Highlights from Our 2007 Annual Report
Eight critical victories from this year's list
Posted: 11-Dec-2007; Updated: 12-May-2008
With the generous support of our members and friends, we achieved critical victories this past year. Here are some of our major accomplishments.
Climate
Doing a deal as green as Texas – The TXU Buyout: Environmental Defense Fund was invited to help draft the terms of the largest buyout in corporate history — the purchase of Texas electricity giant TXU. After a 17-hour negotiating marathon, the buyers agreed to withdraw plans to build eight old-fashioned dirty coal plants and reduce the company’s carbon emissions to 1990 levels. The deal was the result of our yearlong campaign to halt TXU’s rush to dirty coal. (Get the Facts on TXU.)
Getting major corporations on board for climate action: Environmental Defense Fund helped launch the U.S. Climate Action Partnership (USCAP), an alliance of companies and nonprofit groups pushing Congress to pass a national cap on greenhouse gas emissions. Among the Fortune 500 companies that have signed on to USCAP: Alcoa, ConocoPhillips, DuPont, GE, GM, Pepsi, Shell and Xerox. (More on USCAP's call for climate action.)
Oceans
Giving fishermen a stake in building healthy fisheries: We helped design a new program for the Gulf of Mexico that allows profitable red snapper fishing year-round, while capping the total catch and assigning each fisherman a percentage share. So-called “catch shares” help revitalize fisheries by giving fishermen a stake in their overall health. We are promoting similar reforms for other ailing fisheries nationwide. (More on catch shares and our Gulf red snapper program.)

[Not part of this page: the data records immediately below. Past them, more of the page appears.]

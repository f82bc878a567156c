//! WebSocket handler for real-time updates.

use std::sync::Arc;

use axum::{
    Router,
    extract::{
        State, WebSocketUpgrade,
        ws::{Message, WebSocket},
    },
    response::IntoResponse,
    routing::get,
};
use futures::{SinkExt, StreamExt};
use serde::Serialize;
use tokio::sync::broadcast::error::RecvError;
use tracing::{debug, info, warn};

use matoswim_core::{Reading, TrackerSnapshot};

use crate::state::AppState;

/// Message pushed to WebSocket clients.
#[derive(Debug, Clone, Serialize)]
#[serde(tag = "type", content = "data", rename_all = "snake_case")]
pub enum WsEvent {
    /// State at connection time.
    Snapshot(TrackerSnapshot),
    /// A newly accepted reading.
    Reading(Reading),
}

/// Create the WebSocket router.
pub fn router() -> Router<Arc<AppState>> {
    Router::new().route("/api/ws", get(ws_handler))
}

/// WebSocket upgrade handler.
async fn ws_handler(ws: WebSocketUpgrade, State(state): State<Arc<AppState>>) -> impl IntoResponse {
    ws.on_upgrade(move |socket| handle_socket(socket, state))
}

/// Handle a WebSocket connection.
async fn handle_socket(socket: WebSocket, state: Arc<AppState>) {
    let (mut sender, mut receiver) = socket.split();

    // Subscribe before taking the snapshot so no reading falls in between.
    let mut rx = state.poller().subscribe();

    info!("WebSocket client connected");

    let snapshot = WsEvent::Snapshot(state.tracker().lock().await.snapshot());
    if let Ok(json) = serde_json::to_string(&snapshot)
        && sender.send(Message::Text(json.into())).await.is_err()
    {
        info!("WebSocket client disconnected during initial snapshot");
        return;
    }

    debug!("Sent initial snapshot to WebSocket client");

    let mut send_task = tokio::spawn(async move {
        loop {
            let reading = match rx.recv().await {
                Ok(reading) => reading,
                Err(RecvError::Lagged(skipped)) => {
                    warn!("WebSocket client lagging, skipped {} readings", skipped);
                    continue;
                }
                Err(RecvError::Closed) => break,
            };

            let json = match serde_json::to_string(&WsEvent::Reading(reading)) {
                Ok(j) => j,
                Err(e) => {
                    warn!("Failed to serialize reading: {}", e);
                    continue;
                }
            };

            if sender.send(Message::Text(json.into())).await.is_err() {
                break;
            }
        }
    });

    let mut recv_task = tokio::spawn(async move {
        while let Some(result) = receiver.next().await {
            match result {
                Ok(Message::Close(_)) => break,
                Ok(_) => {}
                Err(e) => {
                    warn!("WebSocket receive error: {}", e);
                    break;
                }
            }
        }
    });

    tokio::select! {
        _ = &mut send_task => {
            recv_task.abort();
        },
        _ = &mut recv_task => {
            send_task.abort();
        },
    }

    info!("WebSocket client disconnected");
}
//! Desktop alert delivery.

#[cfg(feature = "notifications")]
pub use desktop::DesktopNotifier;

#[cfg(feature = "notifications")]
mod desktop {
    use async_trait::async_trait;
    use tracing::debug;

    use matoswim_core::{Alert, NotificationDeliveryError, Notifier};

    /// Shows alerts as desktop notifications.
    #[derive(Debug, Clone, Copy, Default)]
    pub struct DesktopNotifier;

    #[async_trait]
    impl Notifier for DesktopNotifier {
        async fn notify(&self, alert: &Alert) -> Result<(), NotificationDeliveryError> {
            let title = alert.title.clone();
            let body = alert.body.clone();

            // `show` blocks on the platform notification service.
            tokio::task::spawn_blocking(move || {
                let mut notification = notify_rust::Notification::new();
                notification.summary(&title).body(&body).appname("MatoSwim");

                #[cfg(target_os = "macos")]
                notification.sound_name("default");

                notification
                    .show()
                    .map(|_| debug!("Notification sent: {} - {}", title, body))
                    .map_err(|e| NotificationDeliveryError::Rejected(e.to_string()))
            })
            .await
            .map_err(|e| NotificationDeliveryError::Rejected(e.to_string()))?
        }
    }
}
//! Page retrieval through a headless Chromium.
//!
//! The webcam page fills in its weather list from script after the initial
//! document arrives, so the plain HTTP body may not contain the sea
//! temperature at all. [`RenderingFetcher`] loads the page in a real browser
//! engine, waits for the list item carrying the label to exist, and returns
//! the rendered `document.body.innerHTML`.
//!
//! A browser is launched for each fetch and closed afterwards. Polls are
//! minutes apart, so nothing is kept running between them.

use std::path::PathBuf;
use std::time::Duration;

use async_trait::async_trait;
use chromiumoxide::browser::{Browser, BrowserConfig};
use chromiumoxide::page::Page;
use futures::StreamExt;
use tracing::{debug, warn};

use crate::error::FetchError;
use crate::extract::SEA_TEMPERATURE_LABEL;
use crate::fetch::{FetchOptions, Fetcher, default_user_agent};

/// How often the page is checked for the sea temperature item.
pub const READY_POLL_INTERVAL: Duration = Duration::from_millis(250);

/// Fetcher that renders the page in headless Chromium.
#[derive(Debug, Clone)]
pub struct RenderingFetcher {
    url: String,
    timeout: Duration,
    user_agent: String,
    browser_path: Option<PathBuf>,
}

impl RenderingFetcher {
    /// Build a fetcher from options.
    ///
    /// The timeout bounds each browser request and, separately, the whole
    /// page load including the wait for the temperature item.
    pub fn new(options: &FetchOptions) -> Self {
        Self {
            url: options.url.clone(),
            timeout: options.timeout,
            user_agent: options
                .user_agent
                .clone()
                .unwrap_or_else(default_user_agent),
            browser_path: None,
        }
    }

    /// Use a specific Chrome or Chromium executable instead of searching the
    /// usual install locations.
    pub fn with_browser_path(mut self, path: impl Into<PathBuf>) -> Self {
        self.browser_path = Some(path.into());
        self
    }

    fn browser_config(&self) -> Result<BrowserConfig, FetchError> {
        let mut builder = BrowserConfig::builder()
            .request_timeout(self.timeout)
            .arg(format!("--user-agent={}", self.user_agent));
        if let Some(path) = &self.browser_path {
            builder = builder.chrome_executable(path);
        }
        builder.build().map_err(FetchError::Render)
    }

    async fn render(&self) -> Result<String, FetchError> {
        let (mut browser, mut handler) = Browser::launch(self.browser_config()?)
            .await
            .map_err(render_error)?;

        let events = tokio::spawn(async move {
            while let Some(event) = handler.next().await {
                if event.is_err() {
                    break;
                }
            }
        });

        let result = match tokio::time::timeout(self.timeout, self.load(&browser)).await {
            Ok(result) => result,
            Err(_) => Err(FetchError::Render(format!(
                "{} did not render within {:?}",
                self.url, self.timeout
            ))),
        };

        if let Err(e) = browser.close().await {
            warn!("Failed to close browser: {}", e);
        }
        if let Err(e) = browser.wait().await {
            debug!("Browser did not exit cleanly: {}", e);
        }
        events.abort();

        result
    }

    async fn load(&self, browser: &Browser) -> Result<String, FetchError> {
        debug!("Rendering {}", self.url);

        let page = browser
            .new_page(self.url.as_str())
            .await
            .map_err(render_error)?;
        page.wait_for_navigation().await.map_err(render_error)?;

        wait_for_temperature_item(&page).await?;

        let html: String = page
            .evaluate_expression("document.body ? document.body.innerHTML : ''")
            .await
            .map_err(render_error)?
            .into_value()
            .map_err(render_error)?;
        debug!("Rendered {} bytes from {}", html.len(), self.url);

        Ok(html)
    }
}

#[async_trait]
impl Fetcher for RenderingFetcher {
    async fn fetch(&self) -> Result<String, FetchError> {
        self.render().await
    }

    fn url(&self) -> &str {
        &self.url
    }
}

/// Script that reports whether a list item holding the label exists yet.
fn temperature_item_script() -> String {
    let label = serde_json::Value::String(SEA_TEMPERATURE_LABEL.to_string());
    format!(
        "Array.from(document.querySelectorAll('li')).some(li => li.textContent.includes({}))",
        label
    )
}

/// Poll until the sea temperature item is in the DOM.
///
/// The caller's timeout bounds the wait.
async fn wait_for_temperature_item(page: &Page) -> Result<(), FetchError> {
    let script = temperature_item_script();
    loop {
        let ready: bool = page
            .evaluate_expression(script.as_str())
            .await
            .map_err(render_error)?
            .into_value()
            .map_err(render_error)?;
        if ready {
            return Ok(());
        }
        tokio::time::sleep(READY_POLL_INTERVAL).await;
    }
}

fn render_error(e: impl std::fmt::Display) -> FetchError {
    FetchError::Render(e.to_string())
}

#[cfg(test)]
mod tests {
    use super::*;

    #[test]
    fn test_new_uses_fetch_options() {
        let options = FetchOptions {
            url: "http://127.0.0.1:9/".to_string(),
            timeout: Duration::from_secs(5),
            user_agent: Some("CustomBot/1.0".to_string()),
        };
        let fetcher = RenderingFetcher::new(&options);
        assert_eq!(fetcher.url(), "http://127.0.0.1:9/");
        assert_eq!(fetcher.timeout, Duration::from_secs(5));
        assert_eq!(fetcher.user_agent, "CustomBot/1.0");
        assert!(fetcher.browser_path.is_none());
    }

    #[test]
    fn test_default_user_agent_applied() {
        let fetcher = RenderingFetcher::new(&FetchOptions::default());
        assert!(fetcher.user_agent.starts_with("matoswim/"));
    }

    #[test]
    fn test_temperature_item_script_quotes_label() {
        let script = temperature_item_script();
        assert!(script.contains("querySelectorAll('li')"));
        assert!(script.contains("includes(\"Temp. do mar\")"));
    }

    #[tokio::test]
    async fn test_missing_browser_is_render_error() {
        let options = FetchOptions {
            url: "http://127.0.0.1:9/".to_string(),
            timeout: Duration::from_secs(10),
            user_agent: None,
        };
        let fetcher =
            RenderingFetcher::new(&options).with_browser_path("/nonexistent/chromium-browser");
        let result = fetcher.fetch().await;
        assert!(matches!(result, Err(FetchError::Render(_))));
    }
}
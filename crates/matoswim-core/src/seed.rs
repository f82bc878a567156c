//! Static fallback temperatures keyed by calendar day.
//!
//! The bundled dataset has the shape
//! `{ "temperatures": { "MM-DD": <decimal>, ... } }` and is only consulted at
//! activation when nothing has been persisted yet.

use std::collections::BTreeMap;
use std::path::Path;

use serde::Deserialize;
use time::Date;

use crate::error::SeedError;

const BUNDLED_DATASET: &str = include_str!("../assets/seed_temperatures.json");

#[derive(Debug, Deserialize)]
struct SeedFile {
    temperatures: BTreeMap<String, f64>,
}

/// Seed temperature table.
#[derive(Debug, Clone, Default, PartialEq)]
pub struct SeedData {
    temperatures: BTreeMap<String, f64>,
}

impl SeedData {
    /// Load the dataset compiled into the crate.
    pub fn bundled() -> Result<Self, SeedError> {
        Self::from_json(BUNDLED_DATASET)
    }

    /// Parse a dataset from JSON text.
    ///
    /// # Errors
    ///
    /// Returns [`SeedError::InvalidEntry`] if a key is not a valid `MM-DD`
    /// date or a value is not finite.
    pub fn from_json(json: &str) -> Result<Self, SeedError> {
        let file: SeedFile = serde_json::from_str(json)?;
        for (key, value) in &file.temperatures {
            validate_key(key)?;
            if !value.is_finite() {
                return Err(SeedError::InvalidEntry {
                    key: key.clone(),
                    reason: "value is not finite".to_string(),
                });
            }
        }
        Ok(Self {
            temperatures: file.temperatures,
        })
    }

    /// Load a dataset from a JSON file.
    pub fn from_path<P: AsRef<Path>>(path: P) -> Result<Self, SeedError> {
        let json = std::fs::read_to_string(path)?;
        Self::from_json(&json)
    }

    /// Build a table from `(MM-DD, value)` pairs without validation.
    pub fn from_entries<I, K>(entries: I) -> Self
    where
        I: IntoIterator<Item = (K, f64)>,
        K: Into<String>,
    {
        Self {
            temperatures: entries.into_iter().map(|(k, v)| (k.into(), v)).collect(),
        }
    }

    /// Seed temperature for a calendar date, if the table has one.
    pub fn value_for(&self, date: Date) -> Option<f64> {
        self.temperatures.get(&month_day_key(date)).copied()
    }

    /// Number of entries.
    pub fn len(&self) -> usize {
        self.temperatures.len()
    }

    /// Whether the table is empty.
    pub fn is_empty(&self) -> bool {
        self.temperatures.is_empty()
    }
}

/// `MM-DD` key for a date.
pub fn month_day_key(date: Date) -> String {
    format!("{:02}-{:02}", u8::from(date.month()), date.day())
}

fn validate_key(key: &str) -> Result<(), SeedError> {
    let invalid = |reason: &str| SeedError::InvalidEntry {
        key: key.to_string(),
        reason: reason.to_string(),
    };

    let (month, day) = key
        .split_once('-')
        .ok_or_else(|| invalid("expected MM-DD"))?;
    if month.len() != 2 || day.len() != 2 {
        return Err(invalid("expected MM-DD"));
    }
    let month: u8 = month.parse().map_err(|_| invalid("month is not a number"))?;
    let day: u8 = day.parse().map_err(|_| invalid("day is not a number"))?;
    let month = time::Month::try_from(month).map_err(|_| invalid("month out of range"))?;

    // 2024 is a leap year, so 02-29 is accepted.
    Date::from_calendar_date(2024, month, day).map_err(|_| invalid("day out of range"))?;
    Ok(())
}

#[cfg(test)]
mod tests {
    use super::*;
    use time::macros::date;

    #[test]
    fn test_bundled_dataset_covers_every_day() {
        let seed = SeedData::bundled().unwrap();
        assert_eq!(seed.len(), 366);
        assert!(seed.value_for(date!(2024 - 02 - 29)).is_some());
        assert!(seed.value_for(date!(2025 - 12 - 31)).is_some());
    }

    #[test]
    fn test_bundled_values_are_plausible() {
        let seed = SeedData::bundled().unwrap();
        let summer = seed.value_for(date!(2024 - 08 - 20)).unwrap();
        let winter = seed.value_for(date!(2024 - 02 - 20)).unwrap();
        assert!(summer > winter);
        assert!((10.0..25.0).contains(&summer));
        assert!((10.0..25.0).contains(&winter));
    }

    #[test]
    fn test_month_day_key() {
        assert_eq!(month_day_key(date!(2024 - 07 - 06)), "07-06");
        assert_eq!(month_day_key(date!(2023 - 12 - 25)), "12-25");
    }

    #[test]
    fn test_from_json() {
        let seed = SeedData::from_json(r#"{ "temperatures": { "07-26": 18.5 } }"#).unwrap();
        assert_eq!(seed.value_for(date!(2024 - 07 - 26)), Some(18.5));
        assert_eq!(seed.value_for(date!(2024 - 07 - 27)), None);
    }

    #[test]
    fn test_from_json_rejects_bad_keys() {
        for json in [
            r#"{ "temperatures": { "7-26": 18.5 } }"#,
            r#"{ "temperatures": { "13-01": 18.5 } }"#,
            r#"{ "temperatures": { "02-30": 18.5 } }"#,
            r#"{ "temperatures": { "July": 18.5 } }"#,
        ] {
            assert!(
                matches!(SeedData::from_json(json), Err(SeedError::InvalidEntry { .. })),
                "accepted {json}"
            );
        }
    }

    #[test]
    fn test_from_json_rejects_wrong_shape() {
        assert!(matches!(
            SeedData::from_json(r#"{ "temps": {} }"#),
            Err(SeedError::Json(_))
        ));
    }

    #[test]
    fn test_empty_table() {
        let seed = SeedData::default();
        assert!(seed.is_empty());
        assert_eq!(seed.value_for(date!(2024 - 01 - 01)), None);
    }
}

Developing new standards for buying farmed shrimp: We partnered with Wegmans Food Markets to develop a purchasing policy for farmed shrimp. The new purchasing standards require farmed shrimp producers to stop using antibiotics and other chemicals, avoid damaging sensitive habitats, treat their waste water and reduce the use of wild fish as feed. (More on the new farmed shrimp standards.)
Land, Water and Wildlife
Defending the environment by reforming the Corps: Environmental Defense Fund has been at the forefront of efforts to rein in the Army Corps, focusing on the agency’s most harmful projects. After we brought pressure this year, Congress voted to shut down the Mississippi River Gulf Outlet and restore critical wetlands that serve as buffers against hurricanes. The new law also calls for the Corps to submit controversial new projects to independent review, a reform we’ve championed ever since we revealed the Corps was cooking its books to justify dubious projects nearly a decade ago. (More on our efforts to reform the Corps.)
Winning a new law that sets aside water for wildlife: With Environmental Defense Fund acting as a key negotiator, Texas has become the first state to legally protect natural river flows. The new law establishes a minimum flow for every river in the state, including the seasonal flooding and other natural processes that rivers, bays and estuaries need to thrive. We will promote the Texas law as a model for other states to restore such critical ecosystems as the San Francisco Bay Delta and the Colorado River. (More on finding solutions to western water wars.)
Health
Working with New York's mayor to green the Big Apple: Environmental Defense Fund helped Mayor Bloomberg develop his plan to turn New York into the nation’s cleanest city. His 127 initiatives range from cutting global warming pollution 30 percent by 2020 to making buildings more energy efficient. Our congestion pricing proposal to charge drivers to enter the busiest part of the city during peak times went from theory to near-reality in one year. We helped lead a coalition of 120 organizations backing the proposal and marshaled extraordinary support for the plan. (Learn more about traffic and health.)
Keeping EPA on track to clean up locomotives and ships: We led a national campaign to clean up highly polluting diesel locomotives and ships. In March 2008, EPA finalized rules that dramatically cut soot and smog pollution from trains and boats. The new rules will complement new regulations for diesel trucks, buses and construction equipment that we also helped win. (Read the article "Good News: Less Pollution From Ships, Trains".)